[Raw data Boundary: Start]
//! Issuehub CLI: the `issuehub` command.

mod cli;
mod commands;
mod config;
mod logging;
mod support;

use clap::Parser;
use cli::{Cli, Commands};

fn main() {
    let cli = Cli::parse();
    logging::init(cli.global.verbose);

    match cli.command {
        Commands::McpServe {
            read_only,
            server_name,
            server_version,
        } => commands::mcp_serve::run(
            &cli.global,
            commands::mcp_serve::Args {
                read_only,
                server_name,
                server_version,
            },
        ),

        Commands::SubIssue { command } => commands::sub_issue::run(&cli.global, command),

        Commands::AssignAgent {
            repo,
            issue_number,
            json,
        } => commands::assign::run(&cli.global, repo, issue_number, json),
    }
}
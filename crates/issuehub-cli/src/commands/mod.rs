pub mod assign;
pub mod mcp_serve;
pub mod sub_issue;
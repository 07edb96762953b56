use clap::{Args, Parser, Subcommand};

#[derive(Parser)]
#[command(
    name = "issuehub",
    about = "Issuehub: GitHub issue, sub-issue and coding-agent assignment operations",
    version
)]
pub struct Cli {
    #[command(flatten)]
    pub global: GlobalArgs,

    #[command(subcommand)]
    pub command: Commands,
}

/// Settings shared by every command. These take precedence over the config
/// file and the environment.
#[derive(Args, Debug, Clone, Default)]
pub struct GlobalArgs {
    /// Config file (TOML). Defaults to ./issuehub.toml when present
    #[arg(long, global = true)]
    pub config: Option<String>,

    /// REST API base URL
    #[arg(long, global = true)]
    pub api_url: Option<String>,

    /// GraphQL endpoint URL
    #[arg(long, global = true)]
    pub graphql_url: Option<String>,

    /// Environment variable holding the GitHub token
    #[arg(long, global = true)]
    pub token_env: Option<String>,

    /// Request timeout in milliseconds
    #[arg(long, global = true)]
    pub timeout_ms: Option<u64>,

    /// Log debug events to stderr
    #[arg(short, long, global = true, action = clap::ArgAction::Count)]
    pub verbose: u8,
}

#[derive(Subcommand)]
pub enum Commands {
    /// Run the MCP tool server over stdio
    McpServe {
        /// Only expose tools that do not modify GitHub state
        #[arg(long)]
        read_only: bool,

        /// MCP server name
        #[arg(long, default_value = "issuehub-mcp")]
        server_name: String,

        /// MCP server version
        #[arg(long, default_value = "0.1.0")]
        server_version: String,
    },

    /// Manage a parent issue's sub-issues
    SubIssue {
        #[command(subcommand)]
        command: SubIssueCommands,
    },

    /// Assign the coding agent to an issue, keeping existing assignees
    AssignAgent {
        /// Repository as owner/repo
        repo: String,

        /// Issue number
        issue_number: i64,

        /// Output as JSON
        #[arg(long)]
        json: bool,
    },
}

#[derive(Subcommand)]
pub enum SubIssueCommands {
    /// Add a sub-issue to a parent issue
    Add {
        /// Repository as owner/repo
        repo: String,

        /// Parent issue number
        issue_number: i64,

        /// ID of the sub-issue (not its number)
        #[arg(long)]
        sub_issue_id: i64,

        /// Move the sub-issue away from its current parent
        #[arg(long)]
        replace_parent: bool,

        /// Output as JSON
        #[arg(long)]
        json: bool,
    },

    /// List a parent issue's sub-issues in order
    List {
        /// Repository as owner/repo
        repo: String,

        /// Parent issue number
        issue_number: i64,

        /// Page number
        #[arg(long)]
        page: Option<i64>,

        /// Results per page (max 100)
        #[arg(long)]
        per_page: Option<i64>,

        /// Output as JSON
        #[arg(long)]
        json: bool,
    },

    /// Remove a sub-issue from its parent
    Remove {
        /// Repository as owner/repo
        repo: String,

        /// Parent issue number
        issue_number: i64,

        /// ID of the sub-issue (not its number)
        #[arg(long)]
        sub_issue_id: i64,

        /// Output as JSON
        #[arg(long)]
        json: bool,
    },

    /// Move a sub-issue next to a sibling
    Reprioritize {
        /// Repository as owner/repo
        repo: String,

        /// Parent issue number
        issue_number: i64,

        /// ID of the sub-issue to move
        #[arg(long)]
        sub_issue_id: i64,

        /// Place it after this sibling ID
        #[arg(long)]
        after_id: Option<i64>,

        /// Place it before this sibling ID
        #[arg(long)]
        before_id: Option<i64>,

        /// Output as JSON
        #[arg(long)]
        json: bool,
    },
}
[Raw data Boundary: End]
Activity:
The answer must be the full data, repeated word for word.

Response to this task:
//! Issuehub CLI: the `issuehub` command.

mod cli;
mod commands;
mod config;
mod logging;
mod support;

use clap::Parser;
use cli::{Cli, Commands};

fn main() {
    let cli = Cli::parse();
    logging::init(cli.global.verbose);

    match cli.command {
        Commands::McpServe {
            read_only,
            server_name,
            server_version,
        } => commands::mcp_serve::run(
            &cli.global,
            commands::mcp_serve::Args {
                read_only,
                server_name,
                server_version,
            },
        ),

        Commands::SubIssue { command } => commands::sub_issue::run(&cli.global, command),

        Commands::AssignAgent {
            repo,
            issue_number,
            json,
        } => commands::assign::run(&cli.global, repo, issue_number, json),
    }
}
filename crates/issuehub-cli/src/commands/mod.rs
pub mod assign;
pub mod mcp_serve;
pub mod sub_issue;
repository 07edb96762953b56
use clap::{Args, Parser, Subcommand};

#[derive(Parser)]
#[command(
    name = "issuehub",
    about = "Issuehub: GitHub issue, sub-issue and coding-agent assignment operations",
    version
)]
pub struct Cli {
    #[command(flatten)]
    pub global: GlobalArgs,

    #[command(subcommand)]
    pub command: Commands,
}

/// Settings shared by every command. These take precedence over the config
/// file and the environment.
#[derive(Args, Debug, Clone, Default)]
pub struct GlobalArgs {
    /// Config file (TOML). Defaults to ./issuehub.toml when present
    #[arg(long, global = true)]
    pub config: Option<String>,

    /// REST API base URL
    #[arg(long, global = true)]
    pub api_url: Option<String>,

    /// GraphQL endpoint URL
    #[arg(long, global = true)]
    pub graphql_url: Option<String>,

    /// Environment variable holding the GitHub token
    #[arg(long, global = true)]
    pub token_env: Option<String>,

    /// Request timeout in milliseconds
    #[arg(long, global = true)]
    pub timeout_ms: Option<u64>,

    /// Log debug events to stderr
    #[arg(short, long, global = true, action = clap::ArgAction::Count)]
    pub verbose: u8,
}

#[derive(Subcommand)]
pub enum Commands {
    /// Run the MCP tool server over stdio
    McpServe {
        /// Only expose tools that do not modify GitHub state
        #[arg(long)]
        read_only: bool,

        /// MCP server name
        #[arg(long, default_value = "issuehub-mcp")]
        server_name: String,

        /// MCP server version
        #[arg(long, default_value = "0.1.0")]
        server_version: String,
    },

    /// Manage a parent issue's sub-issues
    SubIssue {
        #[command(subcommand)]
        command: SubIssueCommands,
    },

    /// Assign the coding agent to an issue, keeping existing assignees
    AssignAgent {
        /// Repository as owner/repo
        repo: String,

        /// Issue number
        issue_number: i64,

        /// Output as JSON
        #[arg(long)]
        json: bool,
    },
}

#[derive(Subcommand)]
pub enum SubIssueCommands {
    /// Add a sub-issue to a parent issue
    Add {
        /// Repository as owner/repo
        repo: String,

        /// Parent issue number
        issue_number: i64,

        /// ID of the sub-issue (not its number)
        #[arg(long)]
        sub_issue_id: i64,

        /// Move the sub-issue away from its current parent
        #[arg(long)]
        replace_parent: bool,

        /// Output as JSON
        #[arg(long)]
        json: bool,
    },

    /// List a parent issue's sub-issues in order
    List {
        /// Repository as owner/repo
        repo: String,

        /// Parent issue number
        issue_number: i64,

        /// Page number
        #[arg(long)]
        page: Option<i64>,

        /// Results per page (max 100)
        #[arg(long)]
        per_page: Option<i64>,

        /// Output as JSON
        #[arg(long)]
        json: bool,
    },

    /// Remove a sub-issue from its parent
    Remove {
        /// Repository as owner/repo
        repo: String,

        /// Parent issue number
        issue_number: i64,

        /// ID of the sub-issue (not its number)
        #[arg(long)]
        sub_issue_id: i64,

        /// Output as JSON
        #[arg(long)]
        json: bool,
    },

    /// Move a sub-issue next to a sibling
    Reprioritize {
        /// Repository as owner/repo
        repo: String,

        /// Parent issue number
        issue_number: i64,

        /// ID of the sub-issue to move
        #[arg(long)]
        sub_issue_id: i64,

        /// Place it after this sibling ID
        #[arg(long)]
        after_id: Option<i64>,

        /// Place it before this sibling ID
        #[arg(long)]
        before_id: Option<i64>,

        /// Output as JSON
        #[arg(long)]
        json: bool,
    },
}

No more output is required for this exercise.